I painted Athena in December 2020 as part of a Goddess painting challenge, at the very beginning of my deep-dive into Goddess traditions. I painted her as a mean girl, inspired by Regina George. I had never liked Athena, and the result was an unflattering portrait.
My perception of Athena was based on the story of her punishment of Medusa. I had recently seen a YouTube video from Medusa's perspective. I wasn't yet aware of the complexity of Greek mythology, especially with respect to representations of the divine feminine. Later I learned that this story of Medusa was written by Ovid, a Roman poet, around 8 AD, well after the classical period of Greek mythology.
From Robert Graves, I read that Plato identified Athene with the Libyan Goddess Neith, "who belonged to an epoch when fatherhood was unrecognized...Virgin priestesses of Neith engaged annually in armed combat, apparently for the position of High-priestess." Herodotus writes, "Athene's garments and aegis were borrowed by the Greeks from the Libyan women, who are dressed in exactly the same way, except that their leather garments are fringed with thongs, not serpents."
Neith was a powerful Goddess. She was the patron of the city of Sais on the Nile River Delta, which also happened to be home to a medical school dating to c. 3000 BCE. Pesehet, the first named female physician in the historical record is thought to have taught at this medical school c. 2500 BCE (source). Neith was worshipped as early as predynastic times (c. 3000 BCE), and several queens of the 1st dynasty (c. 2925–2775 BCE) were named after her (source). She was the creator Goddess.
"Pottery finds suggest a Libyan immigration into Crete as early as 4000 BCE; and a large number of Goddess worshipping Libyan refugees from the Western Delta seem to have arrived there when Upper and Lower Egypt were forcibly united under the First Dynasty about the year 3000 BCE. The First Minoan Age began soon afterwards, and Cretan culture spread to Thrace and early Helladic Greece." (source)
An inscription of Athana Potnia appears in the oldest decipherable Greek writing (Linear B) from Crete, at Knossos, in the Room of the Chariot Tablets. Athena may also be mentioned in older Linear A inscriptions, which are not yet conclusively translated. Jan Best translates part of an older inscription of a-ta-nu-ti as 'I have given' (source).
"The early twentieth century scholar Martin Persson Milsson argued that the Minoan snake goddess figurines are early representations of Athena. Nilsson and others have claimed that, in early times, Athena was either an owl herself or a bird goddess in general. In the third book of the Odyssey, she takes the form of a sea-eagle. Proponents of this view argue that she dropped her prophylactic owl-mask before she lost her wings.
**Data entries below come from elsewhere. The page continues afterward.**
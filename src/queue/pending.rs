//! The pending action queue.

use crate::error::{EngageError, Result};
use crate::mutation::MutationRecord;
use crate::queue::state::QueueState;
use crate::queue::storage::{MemoryQueueStorage, QueueStorage};
use crate::types::{ActionKind, Properties};
use parking_lot::Mutex;

/// Per-action-kind buffer of mutations made before identify.
///
/// Each enqueue, pop, take and restore is atomic under one lock. The lock is
/// never held across a dispatch. Ordering deferrals against the identify
/// flip is the dispatch gate's job.
pub struct PendingQueue {
    /// Durable backing store.
    storage: Box<dyn QueueStorage>,

    /// In-memory copy; authoritative if a save fails.
    state: Mutex<QueueState>,
}

impl PendingQueue {
    /// Open a queue hydrated from `storage`.
    pub fn open(storage: Box<dyn QueueStorage>) -> Result<Self> {
        let state = storage.load()?.unwrap_or_default();
        tracing::debug!(buffered = state.len(), "pending queue opened");

        Ok(Self {
            storage,
            state: Mutex::new(state),
        })
    }

    /// A queue that does not outlive the process.
    pub fn in_memory() -> Self {
        Self {
            storage: Box::new(MemoryQueueStorage::new()),
            state: Mutex::new(QueueState::default()),
        }
    }

    /// Buffer a mutation.
    ///
    /// Merge-capable kinds are shallow-merged into their slot with the new
    /// keys winning. `$append`/`$remove` items are pushed onto their sequence.
    /// `$delete` cannot be buffered; the queue is left untouched.
    pub fn enqueue(&self, record: &MutationRecord) -> Result<()> {
        let kind = record.kind();

        let Some(payload) = record.clone().into_slot() else {
            tracing::error!(action = %kind, "invalid enqueue, action cannot be buffered");
            return Err(EngageError::NotQueueable(kind));
        };

        if payload.is_empty() {
            tracing::debug!(action = %kind, "nothing to enqueue");
            return Ok(());
        }

        let mut state = self.state.lock();
        if !Self::buffer(&mut state, kind, payload) {
            tracing::error!(action = %kind, "invalid enqueue, no queue for action");
            return Err(EngageError::NotQueueable(kind));
        }
        tracing::debug!(action = %kind, buffered = state.len(), "mutation enqueued");
        self.persist_or_warn(&state);

        Ok(())
    }

    /// Alias of [`enqueue`](Self::enqueue) under the persistence-store name.
    pub fn add_to_queue(&self, record: &MutationRecord) -> Result<()> {
        self.enqueue(record)
    }

    /// Read (without clearing) what is buffered for `kind`.
    pub fn get_queue(&self, kind: ActionKind) -> Vec<MutationRecord> {
        let state = self.state.lock();

        if let Some(slot) = state.slot(kind) {
            if slot.is_empty() {
                return Vec::new();
            }
            return MutationRecord::from_slot(kind, slot.clone())
                .into_iter()
                .collect();
        }

        state
            .sequence(kind)
            .map(|items| {
                items
                    .iter()
                    .filter_map(|item| MutationRecord::from_slot(kind, item.clone()))
                    .collect()
            })
            .unwrap_or_default()
    }

    /// Copy and clear the slot of a merge-capable kind in one step.
    ///
    /// Returns `None` for an empty slot or a list kind.
    pub fn pop_from_queue(&self, kind: ActionKind) -> Option<MutationRecord> {
        let mut state = self.state.lock();

        let slot = state.slot_mut(kind)?;
        if slot.is_empty() {
            return None;
        }
        let taken = std::mem::take(slot);
        self.persist_or_warn(&state);

        MutationRecord::from_slot(kind, taken)
    }

    /// Take the whole sequence of a list kind, in arrival order, saving once.
    pub fn take_sequence(&self, kind: ActionKind) -> Vec<MutationRecord> {
        let mut state = self.state.lock();

        let Some(sequence) = state.sequence_mut(kind) else {
            return Vec::new();
        };
        if sequence.is_empty() {
            return Vec::new();
        }
        let taken = std::mem::take(sequence);
        self.persist_or_warn(&state);

        taken
            .into_iter()
            .filter_map(|item| MutationRecord::from_slot(kind, item))
            .collect()
    }

    /// Put back a record whose replay failed.
    ///
    /// A merge slot gets the exact record back, with any keys enqueued since
    /// the drain layered on top so they are not lost. List items are pushed
    /// back individually.
    pub fn restore(&self, record: MutationRecord) {
        let kind = record.kind();
        let Some(restored) = record.into_slot() else {
            tracing::error!(action = %kind, "cannot restore action into queue");
            return;
        };

        let mut state = self.state.lock();
        if let Some(slot) = state.slot_mut(kind) {
            let newer = std::mem::replace(slot, restored);
            slot.extend(newer);
        } else if let Some(sequence) = state.sequence_mut(kind) {
            sequence.push(restored);
        }
        tracing::warn!(action = %kind, "replay failed, mutation re-queued");
        self.persist_or_warn(&state);
    }

    /// Save the current contents to storage.
    pub fn save(&self) -> Result<()> {
        let state = self.state.lock();
        self.storage.persist(&state)
    }

    /// Copy of the current contents.
    pub fn snapshot(&self) -> QueueState {
        self.state.lock().clone()
    }

    pub fn len(&self) -> usize {
        self.state.lock().len()
    }

    pub fn is_empty(&self) -> bool {
        self.state.lock().is_empty()
    }

    fn buffer(state: &mut QueueState, kind: ActionKind, payload: Properties) -> bool {
        if let Some(slot) = state.slot_mut(kind) {
            slot.extend(payload);
            return true;
        }
        if let Some(sequence) = state.sequence_mut(kind) {
            sequence.push(payload);
            return true;
        }
        false
    }

    fn persist_or_warn(&self, state: &QueueState) {
        if let Err(e) = self.storage.persist(state) {
            tracing::warn!(error = %e, "failed to persist pending queue, keeping in memory");
        }
    }
}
'Athena, by the time she appears in art,' Jane Ellen Harrison (a British classical scholar and linguist) remarks, 'has completely shed her animal form, has reduced the shapes she once wore of snake and bird to attributes, but occasionally in black-figure vase-paintings she still appears with wings.'
Regarding the story of Medusa's head forming Athena's aegis, Robert Graves offers an alternate version, attributed to Byzantine Greek scholar Tzetzes, who wrote an essay on Lycophron's 3rd century B.C. poem Alexandra, explaining its cryptic references. From Tzetzes, Robert Graves reports, "Some Hellenes say that Athene had a father named Pallas, a winged goatish giant, who later attempted to outrage her, and whose name she added to her own after stripping him of his skin to make the aegis, and of his wings for her own shoulders."
I kind of like this version, although the idea of the Great Goddess having a father is still somewhat unsettling. Indeed, in a later footnote Graves writes, "Pallas, meaning 'maiden', is an inappropriate name for the winged giant whose attempt on Athene's chastity is probably from a picture of her ritual marriage, as Athene Laphria, to a goat-king after an armed contest with her rival. The Libyan custom of goat-marriage spread to Northern Europe as part of the May Eve merrymaking." Laphria is explained later to mean "she who wins booty". He writes, "Laphria suggests that the goddess was the pursuer, not the pursued."
Jane Ellen Harrison has also described the more accepted story of Athene's birth from Zeus's head as "a desperate theological expedient to rid her of her matriarchal conditions."
Finally, Graves suggests that the aegis originally described a goat-skin tunic worn by Libyan girls. Death would come to any man who removed the aegis without consent, hence the "Gorgon mask set above it and the serpent concealed in the leather pouch." Inspired by this, and by current events, I painted E Jean Carroll, Medusa, and Trump. I previously blogged about Medusa as well.